3. Create a file named Dockerfile with the following contents:
ARG BASE_IMAGE=ubuntu:bionic
FROM $BASE_IMAGE as builder

RUN apt update && \
    apt install --no-install-recommends -y wget zip unzip ca-certificates && \
    update-ca-certificates && \
    apt-get clean

# Install kubectl
ARG KUBECTL_SOURCE=https://storage.googleapis.com/kubernetes-release/release/v1.15.11/bin/linux/amd64/kubectl
RUN wget $KUBECTL_SOURCE && mv kubectl /usr/local/bin/kubectl && \
    chmod +x /usr/local/bin/kubectl

COPY cert.pem /cert.pem
COPY fluent-bit-patch.json /fluent-bit-patch.json
COPY test.sh /test.sh
CMD ["/bin/bash", "test.sh"]

4. Create a file named fluent-bit-patch.json with the following contents.
{
   "spec":{
      "template":{
         "spec":{
            "containers":[
               {
                  "name":"fluent-bit",
                  "volumeMounts":[
                     {
                        "mountPath":"/etc/ssl/certs/cert.pem",
                        "subPath":"cert.pem",
                        "name":"ca-pemstore"
                     }
                  ]
               }
            ],
            "volumes":[
               {
                  "name":"ca-pemstore",
                  "configMap":{
                     "name":"ca-pemstore",
                     "defaultMode":420
                  }
               }
            ]
         }
      }
   }
}

5. Create a file named test.sh with the following contents.
#!/bin/bash
set -x

timeout=60
while [ $timeout != 0 ]
do
  kubectl rollout status deployment observability-manager -n pks-system --watch=true 
  if [ $? == 1 ]
  then
    ((timeout--));
    sleep 1;
  else
    break;
  fi
done

if [ $timeout == 0 ]
then
  echo "observability-manager is not started for 10s, deploy fluent-bit-patch fail!"
  sleep infinity
fi

timeout=$TIMEOUT
while [ $timeout != 0 ]
do
  kubectl rollout status daemonset fluent-bit -n pks-system --watch=true 
  if [ $? == 1 ]
  then
    ((timeout--));
    sleep 1;
  else
    break;
  fi
done

if [ $timeout == 0 ]
then
  echo "fluent-bit daemonset not started, deploy fluent-bit-patch fail!"
  sleep infinity
fi

kubectl -n pks-system describe configmap ca-pemstore > ca.bk
if [ $? == 1 ]
then
  kubectl -n pks-system create configmap ca-pemstore --from-file=cert.pem
  kubectl -n pks-system patch ds fluent-bit --patch "$(cat fluent-bit-patch.json)"
else
  kubectl -n pks-system patch ds fluent-bit --patch "$(cat fluent-bit-patch.json)"
  kubectl -n pks-system delete configmap ca-pemstore --wait=true
  kubectl -n pks-system create configmap ca-pemstore --from-file=cert.pem
  kubectl -n pks-system describe configmap ca-pemstore > ca.now
  #if ca change
  bk_md5sum=`md5sum ca.bk | awk '{print $1}'`
  now_md5sum=`md5sum ca.now | awk '{print $1}'`
  if [ $bk_md5sum != $now_md5sum ]
  then
    kubectl rollout restart daemonset/fluent-bit -n pks-system
  fi  
fi
kubectl rollout status daemonset fluent-bit -n pks-system --watch=true

#sleep infinity
kubectl -n pks-system delete deployment persist-fluent-bit-patch

6. List all the files in the current directory and make sure you have the following files.
$ ls -l
-rw-rw-r-- 1 ubuntu ubuntu 2224 Jul 20 14:51 cert.pem
-rw-rw-r-- 1 ubuntu ubuntu  565 Jul 20 15:20 Dockerfile
-rw-rw-r-- 1 ubuntu ubuntu  693 Jul 20 15:20 fluent-bit-patch.json
-rw-rw-r-- 1 ubuntu ubuntu 1591 Jul 20 15:20 test.sh

7. Build the docker image using the 'docker build' command.

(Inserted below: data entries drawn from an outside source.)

use std::sync::Arc;

use crate::api::client::BackendHandle;
use crate::api::models::{UserProfile, UserRole};
use crate::cache::{CacheKey, CacheStore};
use crate::error::{PortalError, ValidationError};

/// Profile completeness for the one-time setup prompt:
/// `Unknown (not fetched) → {Absent → [setup] → Present}` or
/// `Unknown → Present`. There is no path back; profiles are not deletable
/// through this surface.
#[derive(Debug, Clone, PartialEq, Eq)]
pub enum ProfileState {
    Unknown,
    Absent,
    Present(UserProfile),
}

/// Caller-scoped authorization queries. Answers are cached per identity and
/// dropped by [`Session`](crate::identity::Session) on every identity
/// change. These gates show or hide UI affordances only; the backend
/// re-validates every mutation.
pub struct AuthService {
    backend: Arc<BackendHandle>,
    cache: Arc<CacheStore>,
}

impl AuthService {
    pub fn new(backend: Arc<BackendHandle>, cache: Arc<CacheStore>) -> Self {
        Self { backend, cache }
    }

    pub async fn caller_role(&self) -> Result<UserRole, PortalError> {
        if let Some(cached) = self.cache.get::<UserRole>(CacheKey::CallerRole) {
            return Ok(cached);
        }
        let client = self.backend.get()?;
        let role = client.get_caller_user_role().await?;
        self.cache.set(CacheKey::CallerRole, &role);
        Ok(role)
    }

    pub async fn caller_is_admin(&self) -> Result<bool, PortalError> {
        if let Some(cached) = self.cache.get::<bool>(CacheKey::CallerIsAdmin) {
            return Ok(cached);
        }
        let client = self.backend.get()?;
        let is_admin = client.is_caller_admin().await?;
        self.cache.set(CacheKey::CallerIsAdmin, &is_admin);
        Ok(is_admin)
    }

    /// Fetch the caller's profile; absence means setup has not happened yet.
    pub async fn caller_profile(&self) -> Result<Option<UserProfile>, PortalError> {
        if let Some(cached) = self.cache.get::<Option<UserProfile>>(CacheKey::CallerProfile) {
            return Ok(cached);
        }
        let client = self.backend.get()?;
        let profile = client.get_caller_user_profile().await?;
        self.cache.set(CacheKey::CallerProfile, &profile);
        Ok(profile)
    }

    /// Non-fetching peek at the profile state machine, for deciding whether
    /// to show the setup prompt without issuing a request.
    pub fn profile_state(&self) -> ProfileState {
        match self.cache.get::<Option<UserProfile>>(CacheKey::CallerProfile) {
            None => ProfileState::Unknown,
            Some(None) => ProfileState::Absent,
            Some(Some(profile)) => ProfileState::Present(profile),
        }
    }

    /// Save the caller's profile and record it locally (Absent → Present).
    pub async fn save_caller_profile(&self, profile: UserProfile) -> Result<(), PortalError> {
        if profile.name.trim().is_empty() {
            return Err(ValidationError::MissingField("name").into());
        }
        let trimmed = UserProfile {
            name: profile.name.trim().to_string(),
        };
        let client = self.backend.get()?;
        client.save_caller_user_profile(&trimmed).await?;
        self.cache.set(CacheKey::CallerProfile, &Some(trimmed));
        Ok(())
    }

    /// Look up another user's profile. Admin surface; uncached.
    pub async fn user_profile(&self, principal: &str) -> Result<Option<UserProfile>, PortalError> {
        let client = self.backend.get()?;
        Ok(client.get_user_profile(principal).await?)
    }

    /// Assign a role to another user. Admin surface; the backend enforces
    /// who may call this.
    pub async fn assign_role(&self, principal: &str, role: UserRole) -> Result<(), PortalError> {
        let client = self.backend.get()?;
        client.assign_user_role(principal, role).await?;
        log::info!("role {:?} assigned to {}", role, principal);
        Ok(())
    }
}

Make sure to change the value given to the '-t' flag. In this example, 'harbor.lab-xx.vmware.com/library/persist-fluent-bit-patch' is the repository path of the image that will be created and 'dev' is a tag.
$ docker build -f Dockerfile . -t harbor.lab-xx.vmware.com/library/persist-fluent-bit-patch:dev

8. Push the image to the registry using the 'docker push' command. The argument provided to this command is the same as the <path>:<tag> value given to the '-t' flag in the 'docker build' command in step 7.
$ docker push harbor.lab-xx.vmware.com/library/persist-fluent-bit-patch:dev

9. Prepare the add-on definition YAML that will be set in the TKGI Plan(s). Paste the following into a text editor and change the 'image' value. Make sure that the value is the same as the <path>:<tag> value given to the '-t' flag in the 'docker build' command in step 7.
apiVersion: apps/v1
kind: Deployment
metadata:
  name: persist-fluent-bit-patch
  namespace: pks-system
  labels:
    app: persist-fluent-bit-patch
spec:
  replicas: 1
  selector:
    matchLabels:
      app: persist-fluent-bit-patch
  template:
    metadata:
      labels:
        app: persist-fluent-bit-patch
    spec:
      serviceAccountName: observability-manager
      containers:
      - name: persist-fluent-bit-patch
        image: harbor.lab-xx.vmware.com/library/persist-fluent-bit-patch:dev
        imagePullPolicy: Always
        env:
        - name: TIMEOUT
          value: "600"

10. Depending on whether you are using EPMC or Ops Manager, follow the instructions below:

EPMC

a. In the TKGI Configuration, complete any necessary settings in the Wizard page and then click "GENERATE CONFIGURATION".

b. The TKGI Configuration YAML Editor page will appear and you can add the YAML data.  Using the Editor, scroll down to the "plans" section.

c. Within the plans section, go to the plan that you want to have this workaround.  Within the specific plan, change the "addons-spec" value to contain the YAML that was prepared in step 9. 

d. Make sure that a "|" (pipe) character and a new line precedes the YAML data, and that 4 space characters precede each line of the YAML data. 

See the following screenshot as an example.  This will need to be done in every plan where you want to persist this workaround.

Ops Manager

a. In the TKGI tile settings, go to the tab of the Plan where you want to persist this workaround. This is the plan being used by the clusters wherein you want this workaround. 

b. In the field named "(Optional) Add-ons - Use with caution", paste the YAML from step 9. Save the Plan settings. This will need to be done in every plan where you want to persist this workaround.



11.  Click "Apply Configuration" (in EPMC) or "Apply Changes" (in Ops Manager), and upgrade all clusters that are using the changed plan(s).  

Afterwards, the fluent-bit pods in the updated clusters should now have the necessary CA, and should persist through the succeeding upgrades.